Italian pop band (1999–2001)

Lùnapop was an Italian pop rock music group active between 1999 and 2001.

Lùnapop released its lone full length Italian language album, ...Squérez?, in 1999. The album quickly became a commercial success, with the single "50 special", hitting the number one spot in the Italian charts in 1999, and ...Squérez? being the third-best selling album in Italy in 2000. The band won awards as Italy's best band, best album, and best newcomer in 2000.

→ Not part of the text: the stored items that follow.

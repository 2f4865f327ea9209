//! Candidate lifecycle transitions.
//!
//! ```text
//! info_collection --start_interview--> interview
//! interview --pause--> paused --resume--> interview
//! interview --next_question past last index | complete_interview--> completed
//! ```
//!
//! Every operation validates first and mutates second, so an `Err` always
//! leaves the store untouched. `completed` is terminal: only deletion removes
//! a completed candidate.

use chrono::{DateTime, Utc};
use uuid::Uuid;

use crate::error::LifecycleError;
use crate::models::candidate::max_score_for;
use crate::models::{
    Candidate, CandidateFields, CandidateStatus, ChatMessage, InterviewSummary, Question,
};

use super::CandidateStore;
use crate::{log_debug, log_warn};

const ENABLE_LOGS: bool = true;

pub const EXPIRED_TEXT_FEEDBACK: &str = "Time expired with no answer provided.";
pub const EXPIRED_CHOICE_FEEDBACK: &str = "Time expired with no answer selected.";

/// How an answer boundary was reached. Both variants go through the same
/// submission path; `Expired` only supplies the empty defaults.
#[derive(Debug, Clone, PartialEq)]
pub enum AnswerEvent {
    Manual {
        question_id: String,
        answer: String,
        selected_answer: Option<usize>,
        score: u32,
        feedback: String,
    },
    Expired {
        question_id: String,
    },
}

impl AnswerEvent {
    pub fn manual(
        question_id: impl Into<String>,
        answer: impl Into<String>,
        selected_answer: Option<usize>,
        score: u32,
        feedback: impl Into<String>,
    ) -> Self {
        AnswerEvent::Manual {
            question_id: question_id.into(),
            answer: answer.into(),
            selected_answer,
            score,
            feedback: feedback.into(),
        }
    }

    pub fn expired(question_id: impl Into<String>) -> Self {
        AnswerEvent::Expired {
            question_id: question_id.into(),
        }
    }

    pub fn question_id(&self) -> &str {
        match self {
            AnswerEvent::Manual { question_id, .. } | AnswerEvent::Expired { question_id } => {
                question_id
            }
        }
    }
}

/// Outcome of `next_question`.
#[derive(Debug, Clone, Copy, PartialEq, Eq)]
pub enum Progress {
    Advanced(usize),
    Completed,
}

impl CandidateStore {
    fn locate(&self, id: &str) -> Result<usize, LifecycleError> {
        self.position(id).ok_or_else(|| {
            log_warn!("lifecycle event for unknown candidate {id}; ignoring");
            LifecycleError::NotFound(id.to_string())
        })
    }

    fn require_status(
        &self,
        index: usize,
        allowed: &[CandidateStatus],
        action: &'static str,
    ) -> Result<(), LifecycleError> {
        let candidate = &self.candidates()[index];
        if allowed.contains(&candidate.status) {
            Ok(())
        } else {
            log_warn!(
                "candidate {} cannot {action} while {}",
                candidate.id,
                candidate.status.as_str()
            );
            Err(LifecycleError::InvalidTransition {
                id: candidate.id.clone(),
                from: candidate.status,
                action,
            })
        }
    }

    /// Inserts a fresh candidate in `info_collection` and makes it active.
    /// Returns `None` without touching the store when `fields` are malformed.
    pub fn create_candidate(&mut self, fields: CandidateFields, now: DateTime<Utc>) -> Option<String> {
        if !fields.is_well_formed() {
            log_warn!("rejecting malformed candidate fields");
            return None;
        }

        let id = Uuid::new_v4().to_string();
        self.push(Candidate::new(id.clone(), fields, now));
        self.set_active_candidate(&id);
        log_debug!("created candidate {id}");
        Some(id)
    }

    /// Merges non-empty profile fields while the candidate is still collecting info.
    pub fn update_candidate_info(
        &mut self,
        id: &str,
        fields: CandidateFields,
        now: DateTime<Utc>,
    ) -> Result<(), LifecycleError> {
        let index = self.locate(id)?;
        self.require_status(index, &[CandidateStatus::InfoCollection], "update info")?;
        if !fields.is_well_formed() {
            return Err(LifecycleError::Malformed("candidate fields".into()));
        }

        let candidate = self.candidate_mut(index);
        let CandidateFields {
            name,
            email,
            phone,
            skills,
            resume_text,
            file_name,
        } = fields;
        for (slot, value) in [
            (&mut candidate.name, name),
            (&mut candidate.email, email),
            (&mut candidate.phone, phone),
            (&mut candidate.resume_text, resume_text),
            (&mut candidate.file_name, file_name),
        ] {
            if !value.is_empty() {
                *slot = value;
            }
        }
        if !skills.is_empty() {
            candidate.skills = skills;
        }
        candidate.updated_at = now;
        Ok(())
    }

    pub fn start_interview(
        &mut self,
        id: &str,
        questions: Vec<Question>,
        now: DateTime<Utc>,
    ) -> Result<(), LifecycleError> {
        let index = self.locate(id)?;
        self.require_status(index, &[CandidateStatus::InfoCollection], "start interview")?;
        if questions.is_empty() {
            return Err(LifecycleError::Malformed("interview needs at least one question".into()));
        }

        let candidate = self.candidate_mut(index);
        candidate.max_score = max_score_for(&questions);
        candidate.total_score = questions.iter().filter_map(|q| q.score).sum();
        candidate.questions = questions;
        candidate.current_question_index = 0;
        candidate.status = CandidateStatus::Interview;
        candidate.interview_started_at = Some(now);
        candidate.updated_at = now;
        Ok(())
    }

    /// Records an answer and recomputes `total_score` from every question, so
    /// replaying the same submission converges to the same total. Returns the
    /// new total.
    pub fn submit_answer(
        &mut self,
        id: &str,
        event: AnswerEvent,
        now: DateTime<Utc>,
    ) -> Result<u32, LifecycleError> {
        let index = self.locate(id)?;
        self.require_status(
            index,
            &[CandidateStatus::Interview, CandidateStatus::Paused],
            "submit an answer",
        )?;
        let question_index = self.candidates()[index]
            .questions
            .iter()
            .position(|q| q.id == event.question_id())
            .ok_or_else(|| LifecycleError::QuestionNotFound {
                candidate_id: id.to_string(),
                question_id: event.question_id().to_string(),
            })?;

        let candidate = self.candidate_mut(index);
        let question = &mut candidate.questions[question_index];
        let (answer, selected_answer, score, feedback) = match event {
            AnswerEvent::Manual {
                answer,
                selected_answer,
                score,
                feedback,
                ..
            } => (answer, selected_answer, score, feedback),
            AnswerEvent::Expired { .. } => {
                let feedback = if question.has_options() {
                    EXPIRED_CHOICE_FEEDBACK
                } else {
                    EXPIRED_TEXT_FEEDBACK
                };
                (String::new(), None, 0, feedback.to_string())
            }
        };
        question.answer = Some(answer);
        question.selected_answer = selected_answer;
        question.score = Some(score);
        question.feedback = Some(feedback);
        question.answered_at = Some(now);

        candidate.total_score = candidate.score_sum();
        candidate.updated_at = now;
        Ok(candidate.total_score)
    }

    /// Advances to the next question, or completes the interview when the
    /// current question is the last one.
    pub fn next_question(&mut self, id: &str, now: DateTime<Utc>) -> Result<Progress, LifecycleError> {
        let index = self.locate(id)?;
        self.require_status(index, &[CandidateStatus::Interview], "advance")?;

        let candidate = self.candidate_mut(index);
        let progress = match candidate.last_question_index() {
            Some(last) if candidate.current_question_index < last => {
                candidate.current_question_index += 1;
                Progress::Advanced(candidate.current_question_index)
            }
            _ => {
                candidate.status = CandidateStatus::Completed;
                candidate.interview_completed_at = Some(now);
                Progress::Completed
            }
        };
        candidate.updated_at = now;
        Ok(progress)
    }

    /// Idempotent: a completed candidate keeps its completion time and only
    /// gains a summary if it had none.
    pub fn complete_interview(
        &mut self,
        id: &str,
        summary: InterviewSummary,
        now: DateTime<Utc>,
    ) -> Result<(), LifecycleError> {
        let index = self.locate(id)?;
        self.require_status(
            index,
            &[
                CandidateStatus::Interview,
                CandidateStatus::Paused,
                CandidateStatus::Completed,
            ],
            "complete",
        )?;

        let candidate = self.candidate_mut(index);
        if candidate.is_completed() && candidate.summary.is_some() {
            return Ok(());
        }
        candidate.status = CandidateStatus::Completed;
        candidate.interview_completed_at.get_or_insert(now);
        if candidate.summary.is_none() {
            candidate.summary = Some(summary);
        }
        candidate.updated_at = now;
        Ok(())
    }

    pub fn pause_interview(&mut self, id: &str, now: DateTime<Utc>) -> Result<(), LifecycleError> {
        self.toggle(id, CandidateStatus::Interview, CandidateStatus::Paused, "pause", now)
    }

    pub fn resume_interview(&mut self, id: &str, now: DateTime<Utc>) -> Result<(), LifecycleError> {
        self.toggle(id, CandidateStatus::Paused, CandidateStatus::Interview, "resume", now)
    }

    fn toggle(
        &mut self,
        id: &str,
        from: CandidateStatus,
        to: CandidateStatus,
        action: &'static str,
        now: DateTime<Utc>,
    ) -> Result<(), LifecycleError> {
        let index = self.locate(id)?;
        self.require_status(index, &[from], action)?;
        let candidate = self.candidate_mut(index);
        candidate.status = to;
        candidate.updated_at = now;
        Ok(())
    }

    pub fn add_chat_message(
        &mut self,
        id: &str,
        kind: &str,
        text: &str,
        sender: &str,
        now: DateTime<Utc>,
    ) -> Result<String, LifecycleError> {
        let index = self.locate(id)?;
        let message_id = Uuid::new_v4().to_string();
        let candidate = self.candidate_mut(index);
        candidate.chat_history.push(ChatMessage {
            id: message_id.clone(),
            kind: kind.to_string(),
            text: text.to_string(),
            sender: sender.to_string(),
            timestamp: now,
        });
        candidate.updated_at = now;
        Ok(message_id)
    }

    /// Removes the record and tombstones its id. The id is tombstoned even
    /// when no in-memory record exists, so a backup-only copy stays dead too.
    pub fn delete_candidate(&mut self, id: &str) -> Option<Candidate> {
        let removed = self.position(id).map(|index| self.remove(index));
        self.absorb_tombstones([id.to_string()]);
        removed
    }
}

Lùnapop was also nominated for a 2000 MTV Europe Music Awards, and won the 2000 Festivalbar award with their single "Qualcosa di grande".

==Break up==
Lùnapop split up in 2001. Lead singer Cesare Cremonini pursued a successful solo career. His Lùnapop bandmate, Nicola 'Ballo' Balestri, joined him in his new band, along with other musicians. Since going solo, Cremonini has released six solo studio albums: Bagus, Maggese, Il primo bacio sulla Luna, La teoria dei colori, Logico, and Possibili scenari. Solo hits include "Vieni a vedere perché", "Latin Lover", "Gongi-Boy", "Marmellata #25", "Dicono di me" and "Figlio di un re".
Alessandro De Simone, Gabriele Galassi and Andrea Capoti formed the band Liberpool in 2008. Their first single, "Sotto i portici", was released in 2009 and was followed by an album called LP.
Michele Giuliani retired from the music industry.

==Members==
- Cesare Cremonini (born in Bologna, 27 March 1980) – vocals and piano
- Andrea Capoti (Gallipoli, 3 July 1980) – percussion
- Michele Giuliani (Bologna, 14 August 1980) – electric guitar
- Alessandro de Simone (Bologna, 19 October 1980) – drums
- Gabriele Galassi (Bologna, 27 January 1981) – acoustic guitar
- Nicola "Ballo" Balestri (Bologna, 20 June 1981) – bass guitar

==Discography==
===Albums===
- 1999: ...Squérez?

===Singles===
- 1999: "50 special"
- 2000: "Un giorno migliore"
- 2000: "Qualcosa di grande"
- 2000: "Se ci sarai"
- 2001: "Resta con me"
- 2001: "Vorrei"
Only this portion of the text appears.